We also compared the prognostic value of MBV and TMTV. While TMTV has been commonly reported as a potential prognostic indicator in DLBCL [9, 39], very few studies have focused on the prognostic effect of MBV. A recent study suggested that MBV was an independent predictor of OS and had a strong correlation with TMTV [24]. Consistently, ROC analysis in our study showed no significant difference between MBV and TMTV in survival prediction, suggesting that MBV holds prognostic value as TMTV does. Besides, for 25% of patients in validation cohort who had discordance in MBV and TMTV, MBV accurately predicted the outcome regardless of TMTV, which was in accordance with the previous finding that MBV might have greater influence on survival than TMTV [24], and indicated that MBV could be a surrogate marker of TMTV.

Our results showed that conventional PET parameters including SUVmax, TMTV, and TLG were not retained for model construction. However, these parameters were reported to be predictive of survival in DLBCL [8,9,10]. This discrepancy may be attributed to the differences in the methods employed for feature selection and model building. In our study, we applied the LASSO Cox regression algorithm which is considered suitable for screening high-dimensional features that are most strongly associated with patient outcome and avoiding overfitting [40]. As shown in our results, only radiomic features were finally selected via this algorithm, indicating that radiomic features were correlated with tumor volume and might provide more accurate prognostic information than conventional PET parameters in DLBCL.

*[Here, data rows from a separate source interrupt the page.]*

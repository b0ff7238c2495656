//! Cache statistics for monitoring and debugging.

use std::sync::atomic::{AtomicU64, Ordering};

use serde::{Deserialize, Serialize};

/// Live counters for cache operations.
///
/// Counters are updated with relaxed atomics; read them through
/// [`CacheStats::snapshot`].
#[derive(Debug, Default)]
pub struct CacheStats {
    accesses: AtomicU64,
    hits: AtomicU64,
    misses: AtomicU64,
    inserts: AtomicU64,
    updates: AtomicU64,
    evictions: AtomicU64,
    removals: AtomicU64,
}

impl CacheStats {
    /// Creates zeroed statistics.
    pub fn new() -> Self {
        Self::default()
    }

    /// Records a lookup and whether it hit.
    #[inline]
    pub fn record_lookup(&self, hit: bool) {
        self.accesses.fetch_add(1, Ordering::Relaxed);
        if hit {
            self.hits.fetch_add(1, Ordering::Relaxed);
        } else {
            self.misses.fetch_add(1, Ordering::Relaxed);
        }
    }

    /// Records an insertion of a new key.
    #[inline]
    pub fn record_insert(&self) {
        self.inserts.fetch_add(1, Ordering::Relaxed);
    }

    /// Records a value replaced in place.
    #[inline]
    pub fn record_update(&self) {
        self.updates.fetch_add(1, Ordering::Relaxed);
    }

    /// Records a capacity-driven eviction.
    #[inline]
    pub fn record_eviction(&self) {
        self.evictions.fetch_add(1, Ordering::Relaxed);
    }

    /// Records an explicit removal.
    #[inline]
    pub fn record_removal(&self) {
        self.removals.fetch_add(1, Ordering::Relaxed);
    }

    /// Returns a point-in-time copy of the counters.
    pub fn snapshot(&self) -> CacheStatsSnapshot {
        CacheStatsSnapshot {
            accesses: self.accesses.load(Ordering::Relaxed),
            hits: self.hits.load(Ordering::Relaxed),
            misses: self.misses.load(Ordering::Relaxed),
            inserts: self.inserts.load(Ordering::Relaxed),
            updates: self.updates.load(Ordering::Relaxed),
            evictions: self.evictions.load(Ordering::Relaxed),
            removals: self.removals.load(Ordering::Relaxed),
        }
    }

    /// Resets all counters.
    pub fn reset(&self) {
        for counter in [
            &self.accesses,
            &self.hits,
            &self.misses,
            &self.inserts,
            &self.updates,
            &self.evictions,
            &self.removals,
        ] {
            counter.store(0, Ordering::Relaxed);
        }
    }
}

/// Counters captured by [`CacheStats::snapshot`].
#[derive(Debug, Clone, Copy, Default, PartialEq, Eq, Serialize, Deserialize)]
pub struct CacheStatsSnapshot {
    /// Total lookups.
    pub accesses: u64,
    /// Lookups that found the key.
    pub hits: u64,
    /// Lookups that missed.
    pub misses: u64,
    /// New keys stored.
    pub inserts: u64,
    /// Existing keys overwritten.
    pub updates: u64,
    /// Entries dropped to make room.
    pub evictions: u64,
    /// Entries removed by the caller.
    pub removals: u64,
}

impl CacheStatsSnapshot {
    /// Returns the hit ratio (0.0 to 1.0).
    pub fn hit_ratio(&self) -> f64 {
        if self.accesses == 0 {
            0.0
        } else {
            self.hits as f64 / self.accesses as f64
        }
    }
}

impl std::fmt::Display for CacheStatsSnapshot {
    fn fmt(&self, f: &mut std::fmt::Formatter<'_>) -> std::fmt::Result {
        write!(
            f,
            "accesses: {}, hits: {}, misses: {}, hit_ratio: {:.2}%, inserts: {}, evictions: {}",
            self.accesses,
            self.hits,
            self.misses,
            self.hit_ratio() * 100.0,
            self.inserts,
            self.evictions
        )
    }
}
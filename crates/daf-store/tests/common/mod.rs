use daf_store::Connection;
use std::path::PathBuf;
use tempfile::TempDir;

/// A scratch database seeded with three orders and an empty notes table
pub struct TestDb {
    _dir: TempDir,
    pub path: PathBuf,
}

impl TestDb {
    pub fn connection(&self) -> Connection {
        Connection::file(&self.path)
    }
}

#[allow(dead_code)]
pub fn setup_test_db() -> TestDb {
    let dir = TempDir::new().expect("Failed to create temp dir");
    let path = dir.path().join("orders.db");

    let conn = rusqlite::Connection::open(&path).unwrap();
    conn.execute_batch(
        r#"
        CREATE TABLE orders (
            id INTEGER PRIMARY KEY,
            customer TEXT NOT NULL,
            amount INTEGER NOT NULL,
            status TEXT NOT NULL DEFAULT 'open'
        );
        CREATE TABLE notes (
            id INTEGER PRIMARY KEY,
            body TEXT,
            qty INTEGER
        );
        INSERT INTO orders (customer, amount) VALUES ('acme', 100);
        INSERT INTO orders (customer, amount) VALUES ('globex', 250);
        INSERT INTO orders (customer, amount) VALUES ('initech', 75);
        "#,
    )
    .unwrap();

    TestDb { _dir: dir, path }
}
//! Result cell values

use serde::{Serialize, Serializer};
use std::cmp::Ordering;
use std::fmt;

/// One cell of a result set
#[derive(Debug, Clone, PartialEq)]
pub enum Value {
    Null,
    Integer(i64),
    Real(f64),
    Text(String),
    Blob(Vec<u8>),
}

impl Value {
    pub fn is_null(&self) -> bool {
        matches!(self, Value::Null)
    }

    pub fn as_i64(&self) -> Option<i64> {
        match self {
            Value::Integer(i) => Some(*i),
            _ => None,
        }
    }

    pub fn as_str(&self) -> Option<&str> {
        match self {
            Value::Text(s) => Some(s),
            _ => None,
        }
    }

    /// Text form used by scalar-text results; null becomes empty text
    pub fn to_text(&self) -> String {
        match self {
            Value::Null => String::new(),
            Value::Integer(i) => i.to_string(),
            Value::Real(r) => r.to_string(),
            Value::Text(s) => s.clone(),
            Value::Blob(b) => hex::encode(b),
        }
    }

    fn type_rank(&self) -> u8 {
        match self {
            Value::Null => 0,
            Value::Integer(_) | Value::Real(_) => 1,
            Value::Text(_) => 2,
            Value::Blob(_) => 3,
        }
    }

    /// Total order: null, then numbers, then text, then blobs
    ///
    /// Integers and reals compare numerically with each other.
    pub fn total_cmp(&self, other: &Value) -> Ordering {
        match (self, other) {
            (Value::Integer(a), Value::Integer(b)) => a.cmp(b),
            (Value::Integer(a), Value::Real(b)) => (*a as f64).total_cmp(b),
            (Value::Real(a), Value::Integer(b)) => a.total_cmp(&(*b as f64)),
            (Value::Real(a), Value::Real(b)) => a.total_cmp(b),
            (Value::Text(a), Value::Text(b)) => a.cmp(b),
            (Value::Blob(a), Value::Blob(b)) => a.cmp(b),
            _ => self.type_rank().cmp(&other.type_rank()),
        }
    }
}

impl fmt::Display for Value {
    fn fmt(&self, f: &mut fmt::Formatter<'_>) -> fmt::Result {
        f.write_str(&self.to_text())
    }
}

impl Serialize for Value {
    fn serialize<S: Serializer>(&self, serializer: S) -> Result<S::Ok, S::Error> {
        match self {
            Value::Null => serializer.serialize_none(),
            Value::Integer(i) => serializer.serialize_i64(*i),
            Value::Real(r) => serializer.serialize_f64(*r),
            Value::Text(s) => serializer.serialize_str(s),
            Value::Blob(b) => serializer.serialize_str(&hex::encode(b)),
        }
    }
}

impl From<i64> for Value {
    fn from(v: i64) -> Self {
        Value::Integer(v)
    }
}

impl From<f64> for Value {
    fn from(v: f64) -> Self {
        Value::Real(v)
    }
}

impl From<&str> for Value {
    fn from(v: &str) -> Self {
        Value::Text(v.to_string())
    }
}

impl From<String> for Value {
    fn from(v: String) -> Self {
        Value::Text(v)
    }
}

In our study, we applied the 41% SUVmax method which has been recommended by the EANM and identified as an effective approach for prognosis assessment in DLBCL [21, 41, 42]. The results of the ICC analysis showed that the majority of assessed features had good intra- and inter-observer agreement (ICC > 0.75), which is consistent with a recent study demonstrating that the 40% SUVmax method could improve the repeatability of most radiomic features [43]. However, it has been revealed that the radiomic features could be influenced by different segmentation methods [44]. Future studies are required to use multiple segmentation and explore optimized methods through more advanced, deep learning techniques [45, 46].

There are some limitations to this study. First, protein expressions and gene arrangements of MYC and BCL-2 are acknowledged prognostic factors but are not evaluated in our study due to the unavailability of these data from all patients. Second, one should be cautious when extrapolating these findings as this is a retrospective single-center study with a relatively small sample size. Therefore, our results need to be further validated in prospective multi-center studies involving a larger cohort of patients.

Conclusion

In this study, we developed a novel analytic approach based on RS and IPI score for predicting the outcome of patients with DLBCL by [18F]FDG PET/CT, which showed significant predictive performance. MBV-based radiomic analysis may serve as a potential approach for prognosis assessment in DLBCL.